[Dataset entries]
BEGIN

use sqlx::{PgPool, Postgres, QueryBuilder};

use crate::db::models::{Answer, Response};
use crate::services::evaluations::store::ResponseFilter;

pub(crate) const COLUMNS: &str = "\
    id, evaluation_id, group_ref, owner_id, started_at, completed_at, locked, \
    created_at, updated_at";

pub(crate) async fn find_by_id(pool: &PgPool, id: &str) -> Result<Option<Response>, sqlx::Error> {
    sqlx::query_as::<_, Response>(&format!("SELECT {COLUMNS} FROM responses WHERE id = $1"))
        .bind(id)
        .fetch_optional(pool)
        .await
}

pub(crate) async fn find_for_owner(
    pool: &PgPool,
    evaluation_id: &str,
    owner_id: &str,
    group_ref: &str,
) -> Result<Option<Response>, sqlx::Error> {
    sqlx::query_as::<_, Response>(&format!(
        "SELECT {COLUMNS} FROM responses \
         WHERE evaluation_id = $1 AND owner_id = $2 AND group_ref = $3"
    ))
    .bind(evaluation_id)
    .bind(owner_id)
    .bind(group_ref)
    .fetch_optional(pool)
    .await
}

fn push_filter<'a>(builder: &mut QueryBuilder<'a, Postgres>, filter: &'a ResponseFilter) {
    builder.push(" WHERE evaluation_id = ANY(");
    builder.push_bind(&filter.evaluation_ids);
    builder.push(")");

    if let Some(owner_id) = &filter.owner_id {
        builder.push(" AND owner_id = ");
        builder.push_bind(owner_id);
    }
    if !filter.group_refs.is_empty() {
        builder.push(" AND group_ref = ANY(");
        builder.push_bind(&filter.group_refs);
        builder.push(")");
    }
    match filter.completed {
        Some(true) => {
            builder.push(" AND completed_at IS NOT NULL");
        }
        Some(false) => {
            builder.push(" AND completed_at IS NULL");
        }
        None => {}
    }
}

pub(crate) async fn list(pool: &PgPool, filter: &ResponseFilter) -> Result<Vec<Response>, sqlx::Error> {
    let mut builder = QueryBuilder::<Postgres>::new(format!("SELECT {COLUMNS} FROM responses"));
    push_filter(&mut builder, filter);
    builder.push(" ORDER BY created_at, id");
    builder.build_query_as::<Response>().fetch_all(pool).await
}

pub(crate) async fn count(pool: &PgPool, filter: &ResponseFilter) -> Result<i64, sqlx::Error> {
    let mut builder = QueryBuilder::<Postgres>::new("SELECT COUNT(*) FROM responses");
    push_filter(&mut builder, filter);
    builder.build_query_scalar::<i64>().fetch_one(pool).await
}

pub(crate) async fn lock_for_evaluation(
    pool: &PgPool,
    evaluation_id: &str,
) -> Result<u64, sqlx::Error> {
    let result = sqlx::query(
        "UPDATE responses SET locked = TRUE WHERE evaluation_id = $1 AND locked = FALSE",
    )
    .bind(evaluation_id)
    .execute(pool)
    .await?;
    Ok(result.rows_affected())
}

/// Upserts the response on its (evaluation, group, owner) key and replaces its
/// answers in one transaction. Returns `false` without writing when that key
/// already belongs to a different response.
pub(crate) async fn save(
    pool: &PgPool,
    response: &Response,
    answers: &[Answer],
) -> Result<bool, sqlx::Error> {
    let mut tx = pool.begin().await?;

    let upserted = sqlx::query(
        "INSERT INTO responses (
            id, evaluation_id, group_ref, owner_id, started_at, completed_at, locked,
            created_at, updated_at
         ) VALUES ($1,$2,$3,$4,$5,$6,$7,$8,$9)
         ON CONFLICT (evaluation_id, group_ref, owner_id) DO UPDATE
             SET completed_at = EXCLUDED.completed_at,
                 locked = responses.locked OR EXCLUDED.locked,
                 updated_at = EXCLUDED.updated_at
             WHERE responses.id = EXCLUDED.id",
    )
    .bind(&response.id)
    .bind(&response.evaluation_id)
    .bind(&response.group_ref)
    .bind(&response.owner_id)
    .bind(response.started_at)
    .bind(response.completed_at)
    .bind(response.locked)
    .bind(response.created_at)
    .bind(response.updated_at)
    .execute(&mut *tx)
    .await?;

    if upserted.rows_affected() == 0 {
        tx.rollback().await?;
        return Ok(false);
    }

    sqlx::query("DELETE FROM answers WHERE response_id = $1")
        .bind(&response.id)
        .execute(&mut *tx)
        .await?;

    for answer in answers {
        sqlx::query(
            "INSERT INTO answers (id, response_id, item_id, numeric_value, text_value, created_at)
             VALUES ($1,$2,$3,$4,$5,$6)",
        )
        .bind(&answer.id)
        .bind(&answer.response_id)
        .bind(&answer.item_id)
        .bind(answer.numeric_value)
        .bind(&answer.text_value)
        .bind(answer.created_at)
        .execute(&mut *tx)
        .await?;
    }

    tx.commit().await?;
    Ok(true)
}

END

INSTRUCTIONS FOR THE TASK
The entries above are to be output exactly as they appear.

TASK SOLUTION
use sqlx::{PgPool, Postgres, QueryBuilder};

use crate::db::models::{Answer, Response};
use crate::services::evaluations::store::ResponseFilter;

pub(crate) const COLUMNS: &str = "\
    id, evaluation_id, group_ref, owner_id, started_at, completed_at, locked, \
    created_at, updated_at";

pub(crate) async fn find_by_id(pool: &PgPool, id: &str) -> Result<Option<Response>, sqlx::Error> {
    sqlx::query_as::<_, Response>(&format!("SELECT {COLUMNS} FROM responses WHERE id = $1"))
        .bind(id)
        .fetch_optional(pool)
        .await
}

pub(crate) async fn find_for_owner(
    pool: &PgPool,
    evaluation_id: &str,
    owner_id: &str,
    group_ref: &str,
) -> Result<Option<Response>, sqlx::Error> {
    sqlx::query_as::<_, Response>(&format!(
        "SELECT {COLUMNS} FROM responses \
         WHERE evaluation_id = $1 AND owner_id = $2 AND group_ref = $3"
    ))
    .bind(evaluation_id)
    .bind(owner_id)
    .bind(group_ref)
    .fetch_optional(pool)
    .await
}

fn push_filter<'a>(builder: &mut QueryBuilder<'a, Postgres>, filter: &'a ResponseFilter) {
    builder.push(" WHERE evaluation_id = ANY(");
    builder.push_bind(&filter.evaluation_ids);
    builder.push(")");

    if let Some(owner_id) = &filter.owner_id {
        builder.push(" AND owner_id = ");
        builder.push_bind(owner_id);
    }
    if !filter.group_refs.is_empty() {
        builder.push(" AND group_ref = ANY(");
        builder.push_bind(&filter.group_refs);
        builder.push(")");
    }
    match filter.completed {
        Some(true) => {
            builder.push(" AND completed_at IS NOT NULL");
        }
        Some(false) => {
            builder.push(" AND completed_at IS NULL");
        }
        None => {}
    }
}

pub(crate) async fn list(pool: &PgPool, filter: &ResponseFilter) -> Result<Vec<Response>, sqlx::Error> {
    let mut builder = QueryBuilder::<Postgres>::new(format!("SELECT {COLUMNS} FROM responses"));
    push_filter(&mut builder, filter);
    builder.push(" ORDER BY created_at, id");
    builder.build_query_as::<Response>().fetch_all(pool).await
}

pub(crate) async fn count(pool: &PgPool, filter: &ResponseFilter) -> Result<i64, sqlx::Error> {
    let mut builder = QueryBuilder::<Postgres>::new("SELECT COUNT(*) FROM responses");
    push_filter(&mut builder, filter);
    builder.build_query_scalar::<i64>().fetch_one(pool).await
}

pub(crate) async fn lock_for_evaluation(
    pool: &PgPool,
    evaluation_id: &str,
) -> Result<u64, sqlx::Error> {
    let result = sqlx::query(
        "UPDATE responses SET locked = TRUE WHERE evaluation_id = $1 AND locked = FALSE",
    )
    .bind(evaluation_id)
    .execute(pool)
    .await?;
    Ok(result.rows_affected())
}

/// Upserts the response on its (evaluation, group, owner) key and replaces its
/// answers in one transaction. Returns `false` without writing when that key
/// already belongs to a different response.
pub(crate) async fn save(
    pool: &PgPool,
    response: &Response,
    answers: &[Answer],
) -> Result<bool, sqlx::Error> {
    let mut tx = pool.begin().await?;

    let upserted = sqlx::query(
        "INSERT INTO responses (
            id, evaluation_id, group_ref, owner_id, started_at, completed_at, locked,
            created_at, updated_at
         ) VALUES ($1,$2,$3,$4,$5,$6,$7,$8,$9)
         ON CONFLICT (evaluation_id, group_ref, owner_id) DO UPDATE
             SET completed_at = EXCLUDED.completed_at,
                 locked = responses.locked OR EXCLUDED.locked,
                 updated_at = EXCLUDED.updated_at
             WHERE responses.id = EXCLUDED.id",
    )
    .bind(&response.id)
    .bind(&response.evaluation_id)
    .bind(&response.group_ref)
    .bind(&response.owner_id)
    .bind(response.started_at)
    .bind(response.completed_at)
    .bind(response.locked)
    .bind(response.created_at)
    .bind(response.updated_at)
    .execute(&mut *tx)
    .await?;

    if upserted.rows_affected() == 0 {
        tx.rollback().await?;
        return Ok(false);
    }

    sqlx::query("DELETE FROM answers WHERE response_id = $1")
        .bind(&response.id)
        .execute(&mut *tx)
        .await?;

    for answer in answers {
        sqlx::query(
            "INSERT INTO answers (id, response_id, item_id, numeric_value, text_value, created_at)
             VALUES ($1,$2,$3,$4,$5,$6)",
        )
        .bind(&answer.id)
        .bind(&answer.response_id)
        .bind(&answer.item_id)
        .bind(answer.numeric_value)
        .bind(&answer.text_value)
        .bind(answer.created_at)
        .execute(&mut *tx)
        .await?;
    }

    tx.commit().await?;
    Ok(true)
}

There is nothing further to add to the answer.